The big question, of course, is what this misery means for Bitcoin. In any case, the first major consequence for the American economy is that SVB’s customers can forget about the tens of billions in credit balances that are still with the bank. This may further complicate the technology sector, which has already struggled in recent months.
Another consequence is that this may mean that overall confidence in the banking sector is falling. This is also clearly reflected in the shares of almost all major banks, which were hit hard as a result of the vicissitudes at SVB, among others. As you can see in the chart below, people and businesses are currently withdrawing money from US banks at a record rate.
The US Federal Reserve has been in a fierce battle with inflation for about a year now, but the rate hikes it is using to put out that fire are now causing problems in the economy.
So you see that raising interest rates, especially if they were around zero for ten years, cannot simply be without consequences. There is a significant chance that we are heading into a US and possibly global recession.

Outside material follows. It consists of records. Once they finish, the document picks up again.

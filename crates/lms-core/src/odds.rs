// Moneyline odds to win probabilities.
//
// Converts The Odds API `h2h` events into a week of normalized probabilities.
// Pure conversion only; fetching lives in the application crate.

use serde::{Deserialize, Serialize};
use tracing::warn;

use crate::probability::WeekProbabilities;
use crate::team::Team;

// ---------------------------------------------------------------------------
// Provider payload
// ---------------------------------------------------------------------------

/// One game as returned by the odds provider.
#[derive(Debug, Clone, Default, PartialEq, Serialize, Deserialize)]
pub struct OddsEvent {
    #[serde(default, alias = "event_id")]
    pub id: Option<String>,
    #[serde(default, alias = "commenceTime")]
    pub commence_time: Option<String>,
    #[serde(default, alias = "homeTeam")]
    pub home_team: Option<String>,
    #[serde(default, alias = "awayTeam")]
    pub away_team: Option<String>,
    #[serde(default)]
    pub bookmakers: Vec<Bookmaker>,
}

#[derive(Debug, Clone, Default, PartialEq, Serialize, Deserialize)]
pub struct Bookmaker {
    #[serde(default)]
    pub key: Option<String>,
    #[serde(default)]
    pub markets: Vec<Market>,
}

#[derive(Debug, Clone, Default, PartialEq, Serialize, Deserialize)]
pub struct Market {
    #[serde(default)]
    pub key: String,
    #[serde(default)]
    pub outcomes: Vec<Outcome>,
}

#[derive(Debug, Clone, Default, PartialEq, Serialize, Deserialize)]
pub struct Outcome {
    #[serde(default, alias = "team")]
    pub name: Option<String>,
    /// American moneyline price.
    #[serde(default, alias = "odds")]
    pub price: Option<f64>,
}

// ---------------------------------------------------------------------------
// Conversion
// ---------------------------------------------------------------------------

/// Implied probability of an American moneyline price.
///
/// `+150` -> 100 / 250 = 0.4, `-200` -> 200 / 300 = 0.667. A price of zero
/// or a non-finite value has no meaning and returns `None`.
pub fn american_to_probability(price: f64) -> Option<f64> {
    if !price.is_finite() {
        return None;
    }
    if price > 0.0 {
        Some(100.0 / (price + 100.0))
    } else if price < 0.0 {
        Some(-price / (-price + 100.0))
    } else {
        None
    }
}

/// Normalized win probabilities for one event, in outcome order.
///
/// Uses the first bookmaker and its `h2h` market (or its first market when
/// there is no `h2h`). Raw implied probabilities include the bookmaker's
/// margin, so they are scaled to sum to 1.
pub fn event_probabilities(event: &OddsEvent) -> Vec<(String, f64)> {
    let Some(bookmaker) = event.bookmakers.first() else {
        return Vec::new();
    };
    let Some(market) = bookmaker
        .markets
        .iter()
        .find(|m| m.key == "h2h")
        .or_else(|| bookmaker.markets.first())
    else {
        return Vec::new();
    };

    let mut probabilities: Vec<(String, f64)> = Vec::new();
    for outcome in &market.outcomes {
        let Some(name) = outcome.name.as_deref().map(str::trim).filter(|n| !n.is_empty()) else {
            continue;
        };
        let Some(p) = outcome.price.and_then(american_to_probability) else {
            continue;
        };
        match probabilities.iter_mut().find(|(n, _)| n == name) {
            Some(existing) => existing.1 = p,
            None => probabilities.push((name.to_string(), p)),
        }
    }

    let total: f64 = probabilities.iter().map(|(_, p)| p).sum();
    if total > 0.0 {
        for (_, p) in probabilities.iter_mut() {
            *p /= total;
        }
    }
    probabilities
}

/// Assemble one week of probabilities from a slate of events. A team listed
/// in two events keeps its first value.
pub fn week_from_events(events: &[OddsEvent]) -> WeekProbabilities {
    let mut week = WeekProbabilities::new();
    for event in events {
        let probabilities = event_probabilities(event);
        if probabilities.is_empty() {
            warn!(
                "no usable moneyline for event {} ({} vs {})",
                event.id.as_deref().unwrap_or("?"),
                event.home_team.as_deref().unwrap_or("?"),
                event.away_team.as_deref().unwrap_or("?")
            );
            continue;
        }
        for (name, p) in probabilities {
            week.push(Team::new(name), Some(p));
        }
    }
    week
}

The consequences for risk assets are generally not pretty and for Bitcoin and the crypto market in general, the consequences will probably not be tender either. In that respect, a period of gigantic uncertainty and possibly with strong price falls and possibly deeper bottoms is coming.
For some, this will mean a period of gigantic losses, but there are always parties that strike precisely at these moments and become enormously rich from a recession. The people who can remain calm when the blood is running through the streets are the rich of the future.